Pendant une quinzaine d’années, Dominique Watrin a publié mensuellement sur ce site une chronique « coup de poing » sur une sujet majeur (ou mineur) inspiré par l’actualité chaude (et quelquefois simultanément glaciale) du mois. Ces textes parfois repris sur les planches pour des cours de seul-en-scène, parfois même étudiés dans les écoles, mêlaient faits de société, vérité pas bonne à dire et mauvaise foi à peine dissimulée, le tout sous une forme courte, choc, mais incroyablement digeste. À lire ou à relire… pour le plaisir ou le déplaisir !
La nouvelle orthographe
Comme me disait mon fils à qui je reprochais d’avoir envoyé un sms, à sa prof de français, en mettant deux «p» au mot «salope» : «Avec la nouvelle orthographe, on ne s’y retrouve plus !». Et moi, à l’heure où la presse commence à utiliser cette nouvelle orthographe, comme à mon fils, je vous dis le sans coup férir (et je ne dis pas «férir» parce que je suis humoriste) : avec la nouvelle orthographe, tout le monde va y gagner ! On écrit, par exemple, désormais «sagefemme» en un mot. Tant mieux ! Ça permettra de gagner du temps en faisant immédiatement la différence entre les sagefemmes en un mot qui font accoucher les autres et les sages femmes en deux mots qui refuseront de coucher avec vous.

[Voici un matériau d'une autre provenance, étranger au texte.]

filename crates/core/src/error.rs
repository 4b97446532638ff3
use crate::store::StoreError;
use crate::types::DbId;

#[derive(Debug, thiserror::Error)]
pub enum CoreError {
    #[error("Invalid identifier: {0:?}")]
    InvalidIdentifier(String),

    #[error("Entity not found: {entity} with id {id}")]
    NotFound { entity: &'static str, id: DbId },

    #[error("Validation failed: {0}")]
    Validation(String),

    #[error(transparent)]
    Store(#[from] StoreError),
}
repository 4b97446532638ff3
//! Success envelopes for product endpoints.
//!
//! Successful responses carry `"success": true` next to the payload, the
//! counterpart of the `{ "success": false, "message": ... }` error body
//! produced by [`crate::error::AppError`].

use padaria_core::product::Product;
use serde::Serialize;

/// `{ "success": true, "produto": { "id", "nome" } }`
#[derive(Debug, Serialize)]
pub struct ProductResponse {
    pub success: bool,
    pub produto: Product,
}

impl ProductResponse {
    pub fn ok(produto: Product) -> Self {
        Self {
            success: true,
            produto,
        }
    }
}

/// `{ "success": true, "produtos": [ ... ] }`
#[derive(Debug, Serialize)]
pub struct ProductListResponse {
    pub success: bool,
    pub produtos: Vec<Product>,
}

impl ProductListResponse {
    pub fn ok(produtos: Vec<Product>) -> Self {
        Self {
            success: true,
            produtos,
        }
    }
}
use async_trait::async_trait;
use padaria_core::product::{NewProduct, Product};
use padaria_core::store::{ProductStore, StoreError};
use padaria_core::types::DbId;

use super::ProductRepo;
use crate::DbPool;

/// [`ProductStore`] backed by a PostgreSQL pool.
#[derive(Clone)]
pub struct PgProductStore {
    pool: DbPool,
}

impl PgProductStore {
    pub fn new(pool: DbPool) -> Self {
        Self { pool }
    }
}

/// Connection-level failures are `Unavailable`; everything else the
/// database reported is `Backend`.
fn store_error(err: sqlx::Error) -> StoreError {
    match err {
        sqlx::Error::Io(_)
        | sqlx::Error::Tls(_)
        | sqlx::Error::PoolTimedOut
        | sqlx::Error::PoolClosed => StoreError::Unavailable(err.to_string()),
        other => StoreError::Backend(other.to_string()),
    }
}

#[async_trait]
impl ProductStore for PgProductStore {
    async fn find_by_id(&self, id: DbId) -> Result<Option<Product>, StoreError> {
        ProductRepo::find_by_id(&self.pool, id)
            .await
            .map(|row| row.map(Product::from))
            .map_err(store_error)
    }

    async fn delete_by_id(&self, id: DbId) -> Result<(), StoreError> {
        ProductRepo::delete(&self.pool, id).await.map_err(store_error)
    }

    async fn list(&self) -> Result<Vec<Product>, StoreError> {
        ProductRepo::list(&self.pool)
            .await
            .map(|rows| rows.into_iter().map(Product::from).collect())
            .map_err(store_error)
    }

    async fn insert(&self, input: &NewProduct) -> Result<Product, StoreError> {
        ProductRepo::create(&self.pool, &input.nome)
            .await
            .map(Product::from)
            .map_err(store_error)
    }

    async fn ping(&self) -> Result<(), StoreError> {
        crate::health_check(&self.pool).await.map_err(store_error)
    }
}
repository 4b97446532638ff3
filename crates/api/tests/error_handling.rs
//! Tests for `AppError` → HTTP response mapping.
//!
//! These call `IntoResponse` directly; no router is involved.

use axum::http::StatusCode;
use axum::response::IntoResponse;
use http_body_util::BodyExt;
use padaria_api::error::AppError;
use padaria_core::error::CoreError;
use padaria_core::store::StoreError;

/// Helper: convert an `AppError` into its status code and parsed JSON body.
async fn error_to_response(err: AppError) -> (StatusCode, serde_json::Value) {
    let response = err.into_response();
    let status = response.status();
    let bytes = response.into_body().collect().await.unwrap().to_bytes();
    let json: serde_json::Value = serde_json::from_slice(&bytes).unwrap();
    (status, json)
}

#[tokio::test]
async fn invalid_identifier_returns_400() {
    let err = AppError::Core(CoreError::InvalidIdentifier("abc".into()));

    let (status, json) = error_to_response(err).await;

    assert_eq!(status, StatusCode::BAD_REQUEST);
    assert_eq!(json["success"], false);
    assert_eq!(json["code"], "INVALID_IDENTIFIER");
    assert_eq!(json["message"], "ID deve ser um número válido");
}

#[tokio::test]
async fn not_found_returns_404() {
    let err = AppError::Core(CoreError::NotFound {
        entity: "Produto",
        id: 999,
    });

    let (status, json) = error_to_response(err).await;

    assert_eq!(status, StatusCode::NOT_FOUND);
    assert_eq!(json["code"], "NOT_FOUND");
    assert_eq!(json["message"], "Produto não encontrado");
}

#[tokio::test]
async fn validation_error_returns_400() {
    let err = AppError::Core(CoreError::Validation("Nome do produto é obrigatório".into()));

    let (status, json) = error_to_response(err).await;

    assert_eq!(status, StatusCode::BAD_REQUEST);
    assert_eq!(json["code"], "VALIDATION_ERROR");
}

#[tokio::test]
async fn store_error_returns_500_and_sanitizes_message() {
    let err = AppError::from(StoreError::Backend("password authentication failed".into()));

    let (status, json) = error_to_response(err).await;

    assert_eq!(status, StatusCode::INTERNAL_SERVER_ERROR);
    assert_eq!(json["code"], "STORE_ERROR");
    assert_eq!(json["message"], "Erro interno do servidor");
    assert!(
        !json.to_string().contains("password"),
        "Store error response must not leak backend details"
    );
}

#[tokio::test]
async fn bad_request_returns_400() {
    let err = AppError::BadRequest("expected JSON".into());

    let (status, json) = error_to_response(err).await;

    assert_eq!(status, StatusCode::BAD_REQUEST);
    assert_eq!(json["code"], "BAD_REQUEST");
    assert_eq!(json["message"], "expected JSON");
}
//! Domain layer for the padaria inventory service.
//!
//! Holds the product types, identifier parsing, the record store seam and
//! the check-then-delete operation shared by the HTTP API and the client.

pub mod deletion;
pub mod error;
pub mod identifier;
pub mod product;
pub mod store;
pub mod types;
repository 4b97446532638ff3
//! Handlers for the product endpoints.
//!
//! Identifiers are extracted from the path as raw strings and parsed by
//! `padaria_core`. Path rejections (e.g. invalid percent-encoding) are
//! mapped to the same invalid-identifier 400 body.

use axum::extract::rejection::{JsonRejection, PathRejection};
use axum::extract::{Path, State};
use axum::http::StatusCode;
use axum::response::IntoResponse;
use axum::Json;
use padaria_core::deletion;
use padaria_core::error::CoreError;
use padaria_core::product::NewProduct;

use crate::error::{AppError, AppResult};
use crate::response::{ProductListResponse, ProductResponse};
use crate::state::AppState;

/// GET /api/produtos
///
/// List all products ordered by name.
pub async fn list_products(State(state): State<AppState>) -> AppResult<impl IntoResponse> {
    let produtos = state.store.list().await?;

    Ok(Json(ProductListResponse::ok(produtos)))
}

/// POST /api/produtos
///
/// Create a product from `{ "nome": ... }`.
pub async fn create_product(
    State(state): State<AppState>,
    payload: Result<Json<NewProduct>, JsonRejection>,
) -> AppResult<impl IntoResponse> {
    let Json(input) = payload.map_err(|rejection| AppError::BadRequest(rejection.body_text()))?;
    let input = input.normalized()?;

    let produto = state.store.insert(&input).await?;

    tracing::info!(product_id = produto.id, nome = %produto.nome, "Product created");

    Ok((StatusCode::CREATED, Json(ProductResponse::ok(produto))))
}

/// GET /api/produtos/:id
///
/// Retrieve a single product.
pub async fn get_product(
    State(state): State<AppState>,
    path: Result<Path<String>, PathRejection>,
) -> AppResult<impl IntoResponse> {
    let raw_id = raw_path_id(path)?;
    let produto = deletion::find_product(state.store.as_ref(), &raw_id).await?;

    Ok(Json(ProductResponse::ok(produto)))
}

/// DELETE /api/produtos/:id
///
/// Confirm the product exists, delete it, and return the removed record.
pub async fn delete_product(
    State(state): State<AppState>,
    path: Result<Path<String>, PathRejection>,
) -> AppResult<impl IntoResponse> {
    let raw_id = raw_path_id(path)?;
    let produto = deletion::delete_product(state.store.as_ref(), &raw_id).await?;

    tracing::info!(product_id = produto.id, nome = %produto.nome, "Product deleted");

    Ok(Json(ProductResponse::ok(produto)))
}

/// Unwrap the raw `{id}` segment, turning a path rejection into
/// [`CoreError::InvalidIdentifier`].
fn raw_path_id(path: Result<Path<String>, PathRejection>) -> Result<String, CoreError> {
    path.map(|Path(raw_id)| raw_id)
        .map_err(|rejection| CoreError::InvalidIdentifier(rejection.body_text()))
}
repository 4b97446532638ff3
//! Client side of product deletion.
//!
//! A delete control carries the product's identifier and name as element
//! attributes. Clicking it captures a [`intent::PendingDeletion`], the user
//! confirms through a [`ui::ConfirmDialog`], and the intent is then moved
//! into [`trigger::DeletionTrigger::confirm`], which calls the endpoint and
//! updates the displayed [`list::ProductList`].

pub mod api;
pub mod control;
pub mod error;
pub mod intent;
pub mod list;
pub mod trigger;
pub mod ui;
//! Delete controls and their attached attributes.

use std::collections::BTreeMap;

use padaria_core::product::Product;

/// Attribute holding the product identifier.
pub const ID_ATTR: &str = "data-id";

/// Attribute holding the product name.
pub const NOME_ATTR: &str = "data-nome";

/// A rendered delete control.
///
/// The product is identified only through attributes attached to the
/// element, never through text spliced into an inline handler, so names
/// containing quotes or other special characters pass through untouched.
#[derive(Debug, Clone, Default, PartialEq, Eq)]
pub struct DeleteControl {
    attributes: BTreeMap<String, String>,
}

impl DeleteControl {
    pub fn new() -> Self {
        Self::default()
    }

    /// The control rendered next to a product in the list.
    pub fn for_product(product: &Product) -> Self {
        Self::new()
            .with_attribute(ID_ATTR, product.id.to_string())
            .with_attribute(NOME_ATTR, product.nome.clone())
    }

    pub fn with_attribute(mut self, name: &str, value: impl Into<String>) -> Self {
        self.attributes.insert(name.to_string(), value.into());
        self
    }

    pub fn attribute(&self, name: &str) -> Option<&str> {
        self.attributes.get(name).map(String::as_str)
    }
}
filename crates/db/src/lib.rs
//! Record store backends for the padaria service.
//!
//! - [`repositories::PgProductStore`] talks to PostgreSQL through `sqlx`.
//! - [`rest::RestProductStore`] talks to a hosted PostgREST-style service.

use sqlx::postgres::PgPoolOptions;

pub mod models;
pub mod repositories;
pub mod rest;

pub type DbPool = sqlx::PgPool;

/// Create a connection pool from a database URL.
pub async fn create_pool(database_url: &str) -> Result<DbPool, sqlx::Error> {
    PgPoolOptions::new()
        .max_connections(10)
        .connect(database_url)
        .await
}

/// Verify the database answers a trivial query.
pub async fn health_check(pool: &DbPool) -> Result<(), sqlx::Error> {
    sqlx::query("SELECT 1").execute(pool).await?;
    Ok(())
}

/// Apply pending migrations from `db/migrations`.
pub async fn run_migrations(pool: &DbPool) -> Result<(), sqlx::migrate::MigrateError> {
    sqlx::migrate!("../../db/migrations").run(pool).await
}
mod pg_store;
mod product_repo;

pub use pg_store::PgProductStore;
pub use product_repo::ProductRepo;
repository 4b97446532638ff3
pub mod products;
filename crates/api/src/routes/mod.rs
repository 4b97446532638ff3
pub mod health;
pub mod products;

use axum::Router;

use crate::state::AppState;

/// Build the `/api` route tree.
///
/// Route hierarchy:
///
/// ```text
/// /produtos                                        list, create
/// /produtos/{id}                                   get, delete
/// ```
pub fn api_routes() -> Router<AppState> {
    Router::new().merge(products::router())
}
//! Product record and creation payload.

use serde::{Deserialize, Serialize};
use validator::Validate;

use crate::error::CoreError;
use crate::types::DbId;

/// Maximum length of a product name, in characters.
pub const MAX_NOME_LEN: u64 = 120;

/// A product as held by the record store.
///
/// The application only ever holds transient copies; the store owns the row.
#[derive(Debug, Clone, PartialEq, Eq, Serialize, Deserialize)]
pub struct Product {
    pub id: DbId,
    pub nome: String,
}

/// Payload for creating a product. The store assigns the identifier.
#[derive(Debug, Clone, Deserialize, Validate)]
pub struct NewProduct {
    #[validate(length(min = 1, max = MAX_NOME_LEN, message = "Nome do produto é obrigatório"))]
    pub nome: String,
}

impl NewProduct {
    /// Trim the name and validate the result.
    pub fn normalized(self) -> Result<Self, CoreError> {
        let normalized = Self {
            nome: self.nome.trim().to_string(),
        };
        normalized
            .validate()
            .map_err(|_| CoreError::Validation("Nome do produto é obrigatório".to_string()))?;
        Ok(normalized)
    }
}
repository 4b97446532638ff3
//! Repository for the `produtos` table.

use padaria_core::types::DbId;
use sqlx::PgPool;

use crate::models::product::ProductRow;

/// Column list for `produtos` queries.
const COLUMNS: &str = "id, nome, created_at, updated_at";

/// Provides data access for products.
pub struct ProductRepo;

impl ProductRepo {
    /// Find a product by its ID.
    pub async fn find_by_id(pool: &PgPool, id: DbId) -> Result<Option<ProductRow>, sqlx::Error> {
        let query = format!("SELECT {COLUMNS} FROM produtos WHERE id = $1");
        sqlx::query_as::<_, ProductRow>(&query)
            .bind(id)
            .fetch_optional(pool)
            .await
    }

    /// List all products ordered by name.
    pub async fn list(pool: &PgPool) -> Result<Vec<ProductRow>, sqlx::Error> {
        let query = format!("SELECT {COLUMNS} FROM produtos ORDER BY nome, id");
        sqlx::query_as::<_, ProductRow>(&query)
            .fetch_all(pool)
            .await
    }

    /// Insert a product, returning the stored row.
    pub async fn create(pool: &PgPool, nome: &str) -> Result<ProductRow, sqlx::Error> {
        let query = format!("INSERT INTO produtos (nome) VALUES ($1) RETURNING {COLUMNS}");
        sqlx::query_as::<_, ProductRow>(&query)
            .bind(nome)
            .fetch_one(pool)
            .await
    }

    /// Delete a product by ID.
    ///
    /// The affected-row count is not returned. Callers confirm existence
    /// with [`ProductRepo::find_by_id`] first, as they do against the
    /// hosted store.
    pub async fn delete(pool: &PgPool, id: DbId) -> Result<(), sqlx::Error> {
        sqlx::query("DELETE FROM produtos WHERE id = $1")
            .bind(id)
            .execute(pool)
            .await?;
        Ok(())
    }
}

Mais il faut aussi s’adapter à la nouvelle orthographe. Un casse-pied s’écrit, par exemple, maintenant sans «s» à pied. Je compte sur vous. Cassez-les moi donc moins fort ; il n’y en a plus besoin que pour un pied. Et vous aurez compris que je prends l’exemple avec «pied» parce que ma mère peut me lire et qu’elle ne sait pas que je dis parfois «couille»… Sèche-cheveu s’orthographie désormais avec «cheveu» au singulier. Respectez cette nouvelle orthographe ! Séchez vos cheveux un par un ; moi, ça ne me pose pas problème. Un tire-fesse s’écrit sans «s» à «fesse». Adaptez là aussi votre comportement. Quand on se prétend sportif au point d’aller skier dans un coin froid et perdu où moi, je n’irais même pas marcher, qu’est-ce que ça coûte de remonter une fesse à la fois ? On monte une première fesse en prenant le tire-fesse sans «s» et puis, on redescend chercher sa deuxième fesse.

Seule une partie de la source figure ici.